[Stored dataset items]
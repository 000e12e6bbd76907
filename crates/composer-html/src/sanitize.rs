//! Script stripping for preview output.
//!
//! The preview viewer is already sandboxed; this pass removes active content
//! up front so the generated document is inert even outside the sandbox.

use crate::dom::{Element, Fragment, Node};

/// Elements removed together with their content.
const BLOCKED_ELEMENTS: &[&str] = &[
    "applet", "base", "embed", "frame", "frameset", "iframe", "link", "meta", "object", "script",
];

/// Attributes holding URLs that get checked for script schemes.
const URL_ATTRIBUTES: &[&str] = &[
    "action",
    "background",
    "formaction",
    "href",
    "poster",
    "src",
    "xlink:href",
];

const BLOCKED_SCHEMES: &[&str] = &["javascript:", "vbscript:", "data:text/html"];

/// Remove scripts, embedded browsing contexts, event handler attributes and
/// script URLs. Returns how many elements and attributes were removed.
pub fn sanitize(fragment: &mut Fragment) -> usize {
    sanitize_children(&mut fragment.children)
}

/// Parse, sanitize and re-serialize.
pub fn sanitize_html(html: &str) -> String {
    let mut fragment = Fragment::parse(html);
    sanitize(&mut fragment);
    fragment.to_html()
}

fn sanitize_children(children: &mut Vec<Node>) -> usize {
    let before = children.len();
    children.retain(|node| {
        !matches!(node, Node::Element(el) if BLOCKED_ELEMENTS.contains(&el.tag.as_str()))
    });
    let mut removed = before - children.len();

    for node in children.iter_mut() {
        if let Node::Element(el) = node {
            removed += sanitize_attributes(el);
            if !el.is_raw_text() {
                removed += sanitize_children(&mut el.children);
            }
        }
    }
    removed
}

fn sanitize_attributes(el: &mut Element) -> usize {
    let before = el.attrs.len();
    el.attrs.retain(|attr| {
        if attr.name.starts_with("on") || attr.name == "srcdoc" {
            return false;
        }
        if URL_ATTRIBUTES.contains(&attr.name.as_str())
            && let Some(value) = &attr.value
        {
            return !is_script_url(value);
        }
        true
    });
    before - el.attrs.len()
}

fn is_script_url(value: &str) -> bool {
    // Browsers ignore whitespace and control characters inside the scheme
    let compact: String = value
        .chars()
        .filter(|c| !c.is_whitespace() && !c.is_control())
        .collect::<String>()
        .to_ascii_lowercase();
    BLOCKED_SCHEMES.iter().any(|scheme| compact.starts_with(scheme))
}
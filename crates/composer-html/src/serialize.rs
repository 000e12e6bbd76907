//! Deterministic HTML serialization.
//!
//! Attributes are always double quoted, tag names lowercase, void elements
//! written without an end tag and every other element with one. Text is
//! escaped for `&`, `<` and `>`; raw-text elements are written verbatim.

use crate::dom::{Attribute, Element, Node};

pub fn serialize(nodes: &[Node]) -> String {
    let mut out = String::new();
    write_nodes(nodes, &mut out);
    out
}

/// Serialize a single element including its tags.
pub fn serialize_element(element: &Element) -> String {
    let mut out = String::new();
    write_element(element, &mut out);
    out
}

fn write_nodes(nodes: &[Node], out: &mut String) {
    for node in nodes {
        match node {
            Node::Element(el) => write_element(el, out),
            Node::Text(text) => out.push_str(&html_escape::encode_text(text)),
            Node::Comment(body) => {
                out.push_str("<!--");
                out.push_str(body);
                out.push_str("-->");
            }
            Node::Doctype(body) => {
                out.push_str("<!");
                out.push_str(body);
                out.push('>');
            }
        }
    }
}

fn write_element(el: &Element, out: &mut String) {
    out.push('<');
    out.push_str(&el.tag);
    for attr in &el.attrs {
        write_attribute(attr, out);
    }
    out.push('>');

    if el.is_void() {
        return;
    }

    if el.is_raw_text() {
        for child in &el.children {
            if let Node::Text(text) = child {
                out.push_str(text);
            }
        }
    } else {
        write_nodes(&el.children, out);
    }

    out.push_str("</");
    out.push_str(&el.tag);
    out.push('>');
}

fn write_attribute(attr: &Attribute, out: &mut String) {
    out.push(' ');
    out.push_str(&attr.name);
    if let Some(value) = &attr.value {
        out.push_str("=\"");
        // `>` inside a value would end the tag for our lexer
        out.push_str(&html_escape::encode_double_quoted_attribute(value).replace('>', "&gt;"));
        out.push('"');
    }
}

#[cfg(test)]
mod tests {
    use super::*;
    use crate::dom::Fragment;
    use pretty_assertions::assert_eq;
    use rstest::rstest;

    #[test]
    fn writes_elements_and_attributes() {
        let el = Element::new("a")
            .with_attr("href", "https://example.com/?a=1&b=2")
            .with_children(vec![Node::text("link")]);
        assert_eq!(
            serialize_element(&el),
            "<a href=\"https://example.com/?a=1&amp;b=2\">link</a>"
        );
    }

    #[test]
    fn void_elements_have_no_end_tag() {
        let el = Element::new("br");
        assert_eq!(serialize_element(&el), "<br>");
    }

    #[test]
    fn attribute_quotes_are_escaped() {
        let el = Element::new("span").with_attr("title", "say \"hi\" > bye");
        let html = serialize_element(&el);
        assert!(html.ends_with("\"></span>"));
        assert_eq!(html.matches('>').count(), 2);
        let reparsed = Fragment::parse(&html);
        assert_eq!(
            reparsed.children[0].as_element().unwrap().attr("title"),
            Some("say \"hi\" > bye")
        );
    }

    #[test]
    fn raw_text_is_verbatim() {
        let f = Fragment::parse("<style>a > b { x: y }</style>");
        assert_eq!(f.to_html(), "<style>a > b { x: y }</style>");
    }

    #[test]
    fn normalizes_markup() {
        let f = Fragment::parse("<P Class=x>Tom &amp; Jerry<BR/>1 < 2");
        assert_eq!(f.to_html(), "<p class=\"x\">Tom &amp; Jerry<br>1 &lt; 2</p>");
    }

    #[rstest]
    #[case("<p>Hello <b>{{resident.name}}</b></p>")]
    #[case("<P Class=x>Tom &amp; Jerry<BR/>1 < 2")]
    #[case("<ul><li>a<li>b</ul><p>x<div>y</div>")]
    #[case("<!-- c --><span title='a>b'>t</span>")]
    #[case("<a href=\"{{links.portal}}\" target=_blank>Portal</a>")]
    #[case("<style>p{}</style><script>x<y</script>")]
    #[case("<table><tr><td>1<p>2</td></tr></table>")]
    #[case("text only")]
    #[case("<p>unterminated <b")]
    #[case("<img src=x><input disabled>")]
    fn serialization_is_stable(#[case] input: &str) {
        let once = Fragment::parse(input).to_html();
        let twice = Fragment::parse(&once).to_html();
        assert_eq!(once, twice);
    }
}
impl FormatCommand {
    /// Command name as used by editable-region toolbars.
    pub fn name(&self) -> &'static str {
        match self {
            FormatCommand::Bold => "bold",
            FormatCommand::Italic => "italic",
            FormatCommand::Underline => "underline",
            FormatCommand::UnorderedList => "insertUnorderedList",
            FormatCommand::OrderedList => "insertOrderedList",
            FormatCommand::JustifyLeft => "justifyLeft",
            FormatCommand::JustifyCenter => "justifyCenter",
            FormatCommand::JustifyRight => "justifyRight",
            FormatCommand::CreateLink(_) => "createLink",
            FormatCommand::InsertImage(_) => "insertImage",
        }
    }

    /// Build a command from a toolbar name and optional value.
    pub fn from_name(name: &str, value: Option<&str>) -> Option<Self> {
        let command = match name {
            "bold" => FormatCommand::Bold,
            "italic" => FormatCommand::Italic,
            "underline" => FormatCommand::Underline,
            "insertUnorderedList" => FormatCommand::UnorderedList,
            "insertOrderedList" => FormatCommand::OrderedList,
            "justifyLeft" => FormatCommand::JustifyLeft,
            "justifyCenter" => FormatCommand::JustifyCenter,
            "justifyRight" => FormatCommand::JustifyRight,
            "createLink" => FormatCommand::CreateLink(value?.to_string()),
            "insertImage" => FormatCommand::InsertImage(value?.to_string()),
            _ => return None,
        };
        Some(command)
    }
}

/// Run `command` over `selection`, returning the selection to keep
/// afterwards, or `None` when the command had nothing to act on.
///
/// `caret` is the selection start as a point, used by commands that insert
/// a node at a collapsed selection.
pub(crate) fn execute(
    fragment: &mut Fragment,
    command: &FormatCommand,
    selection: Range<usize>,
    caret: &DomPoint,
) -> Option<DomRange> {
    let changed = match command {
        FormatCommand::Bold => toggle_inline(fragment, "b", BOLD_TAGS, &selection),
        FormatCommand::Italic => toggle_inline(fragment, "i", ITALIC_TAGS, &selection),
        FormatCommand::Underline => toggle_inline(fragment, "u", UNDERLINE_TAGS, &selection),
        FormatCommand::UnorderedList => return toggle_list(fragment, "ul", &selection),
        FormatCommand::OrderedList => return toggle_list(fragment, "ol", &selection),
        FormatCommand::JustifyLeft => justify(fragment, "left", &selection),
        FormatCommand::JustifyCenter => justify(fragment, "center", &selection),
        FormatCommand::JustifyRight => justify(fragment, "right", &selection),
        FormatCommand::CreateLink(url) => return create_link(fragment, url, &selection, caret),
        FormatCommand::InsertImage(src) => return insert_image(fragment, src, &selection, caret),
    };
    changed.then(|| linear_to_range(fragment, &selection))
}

TASK TO COMPLETE: Return, unchanged, the run of lines above that opens with the line containing "pub fn sanitize_html(html: &str)" and closes with the line containing "lowercase, void elements". Include both.

EXERCISE RESPONSE:
pub fn sanitize_html(html: &str) -> String {
    let mut fragment = Fragment::parse(html);
    sanitize(&mut fragment);
    fragment.to_html()
}

fn sanitize_children(children: &mut Vec<Node>) -> usize {
    let before = children.len();
    children.retain(|node| {
        !matches!(node, Node::Element(el) if BLOCKED_ELEMENTS.contains(&el.tag.as_str()))
    });
    let mut removed = before - children.len();

    for node in children.iter_mut() {
        if let Node::Element(el) = node {
            removed += sanitize_attributes(el);
            if !el.is_raw_text() {
                removed += sanitize_children(&mut el.children);
            }
        }
    }
    removed
}

fn sanitize_attributes(el: &mut Element) -> usize {
    let before = el.attrs.len();
    el.attrs.retain(|attr| {
        if attr.name.starts_with("on") || attr.name == "srcdoc" {
            return false;
        }
        if URL_ATTRIBUTES.contains(&attr.name.as_str())
            && let Some(value) = &attr.value
        {
            return !is_script_url(value);
        }
        true
    });
    before - el.attrs.len()
}

fn is_script_url(value: &str) -> bool {
    // Browsers ignore whitespace and control characters inside the scheme
    let compact: String = value
        .chars()
        .filter(|c| !c.is_whitespace() && !c.is_control())
        .collect::<String>()
        .to_ascii_lowercase();
    BLOCKED_SCHEMES.iter().any(|scheme| compact.starts_with(scheme))
}
filename crates/composer-html/src/serialize.rs
repository 000e12e6bbd76907
//! Deterministic HTML serialization.
//!
//! Attributes are always double quoted, tag names lowercase, void elements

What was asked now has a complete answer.